Millie Thompson, 16, from Cleckheaton was diagnosed with leukaemia in 2017. Antibiotics have been vital in treating infections she has suffered throughout the course of her cancer treatment, which involved a bone reconstruction in her right leg, at Leeds Children’s Hospital .

She said: “It’s really worrying that antibiotics might not work in the future – if we don’t have antibiotics to treat us then what else are we left with? There’s no other option and it’s massively thanks to antibiotics that I still have my leg.”

The teen's Consultant Oncologist, Dr Bob Philips, said: "In the days before antibiotics, around a third of patients died from infections. We’ve now gone through an era with antibiotics that can treat virtually everything, but now the bugs causing these infections have worked out how to avoid the antibiotics and this could put us back years. If we don’t take action now, patients will die from infections that were previously treatable or will experience significant complications. We’ll have to scale back treatment because the risks will be too great, and if we can’t treat complications from cancer that means less effective cancer care."

Paul Hajdysz, a 66-year-old retired stonemason from Thornton, is currently in Bradford Royal Infirmary receiving intravenous antibiotics to treat an infection he picked up while having chemotherapy, which reduces the ability of the immune system to fight infections.
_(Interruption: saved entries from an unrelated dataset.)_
use crate::adapter::database_error::DatabaseError;
use crate::domain::model::{City, PickupPoint, PvzId, RegistrationPeriod};
use crate::domain::port::{PickupPointRepository, RepositoryError};
use async_trait::async_trait;
use chrono::{DateTime, Utc};
use sqlx::PgPool;
use uuid::Uuid;

#[derive(Debug, sqlx::FromRow)]
struct PickupPointRow {
    id: Uuid,
    registration_date: DateTime<Utc>,
    city: String,
}

impl PickupPointRow {
    fn into_domain(self) -> Result<PickupPoint, RepositoryError> {
        let city = City::from_string(&self.city).map_err(|e| {
            RepositoryError::FetchFailed(format!("都市の解析に失敗しました: {}", e))
        })?;
        Ok(PickupPoint::reconstruct(
            PvzId::from_uuid(self.id),
            self.registration_date,
            city,
        ))
    }
}

/// PostgreSQL受付ポイントリポジトリ
pub struct PostgresPickupPointRepository {
    pool: PgPool,
}

impl PostgresPickupPointRepository {
    /// 新しいPostgreSQL受付ポイントリポジトリを作成
    ///
    /// # Arguments
    /// * `pool` - PostgreSQLコネクションプール
    pub fn new(pool: PgPool) -> Self {
        Self { pool }
    }
}

#[async_trait]
impl PickupPointRepository for PostgresPickupPointRepository {
    async fn save(&self, pickup_point: &PickupPoint) -> Result<(), RepositoryError> {
        sqlx::query("INSERT INTO pvz (id, registration_date, city) VALUES ($1, $2, $3)")
            .bind(pickup_point.id().as_uuid())
            .bind(pickup_point.registration_date())
            .bind(pickup_point.city().as_str())
            .execute(&self.pool)
            .await
            .map_err(|e| DatabaseError::classify(e, "受付ポイントの保存に失敗しました"))
            .map_err(RepositoryError::from)?;
        Ok(())
    }

    async fn count(&self, period: &RegistrationPeriod) -> Result<u64, RepositoryError> {
        let count: i64 = sqlx::query_scalar(
            r#"
            SELECT COUNT(*) FROM pvz
            WHERE ($1::timestamptz IS NULL OR registration_date >= $1)
              AND ($2::timestamptz IS NULL OR registration_date <= $2)
            "#,
        )
        .bind(period.start())
        .bind(period.end())
        .fetch_one(&self.pool)
        .await
        .map_err(|e| DatabaseError::classify(e, "受付ポイント数の取得に失敗しました"))
        .map_err(RepositoryError::from)?;

        Ok(count.max(0) as u64)
    }

    async fn find_page(
        &self,
        period: &RegistrationPeriod,
        offset: u64,
        limit: u32,
    ) -> Result<Vec<PickupPoint>, RepositoryError> {
        let rows: Vec<PickupPointRow> = sqlx::query_as(
            r#"
            SELECT id, registration_date, city FROM pvz
            WHERE ($1::timestamptz IS NULL OR registration_date >= $1)
              AND ($2::timestamptz IS NULL OR registration_date <= $2)
            ORDER BY registration_date DESC, id
            LIMIT $3 OFFSET $4
            "#,
        )
        .bind(period.start())
        .bind(period.end())
        .bind(i64::from(limit))
        .bind(i64::try_from(offset).unwrap_or(i64::MAX))
        .fetch_all(&self.pool)
        .await
        .map_err(|e| DatabaseError::classify(e, "受付ポイントの取得に失敗しました"))
        .map_err(RepositoryError::from)?;

        rows.into_iter().map(PickupPointRow::into_domain).collect()
    }
}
Paul was successfully treated for prostate cancer several years ago but last year blood tests showed cancer had returned, but this time it was centred on his lung. He had treatment, which included surgery to remove a third of his lung, and now is receiving chemotherapy.

He described the antibiotics received as being a "life-saver".

Figures show that antibiotic resistant bloodstream infections rose by around 35 per cent between 2013 and 2017.

Health bosses, through the 'Keep Antibiotics Working' campaign, are urging people to help tackle antibiotic resistance by only using them when they are really needed.

Helen McAuslane, from Public Health Yorkshire and the Humber, said: "Taking antibiotics just in case may seem like a harmless act but it can have grave consequences for you and your family’s health in future.”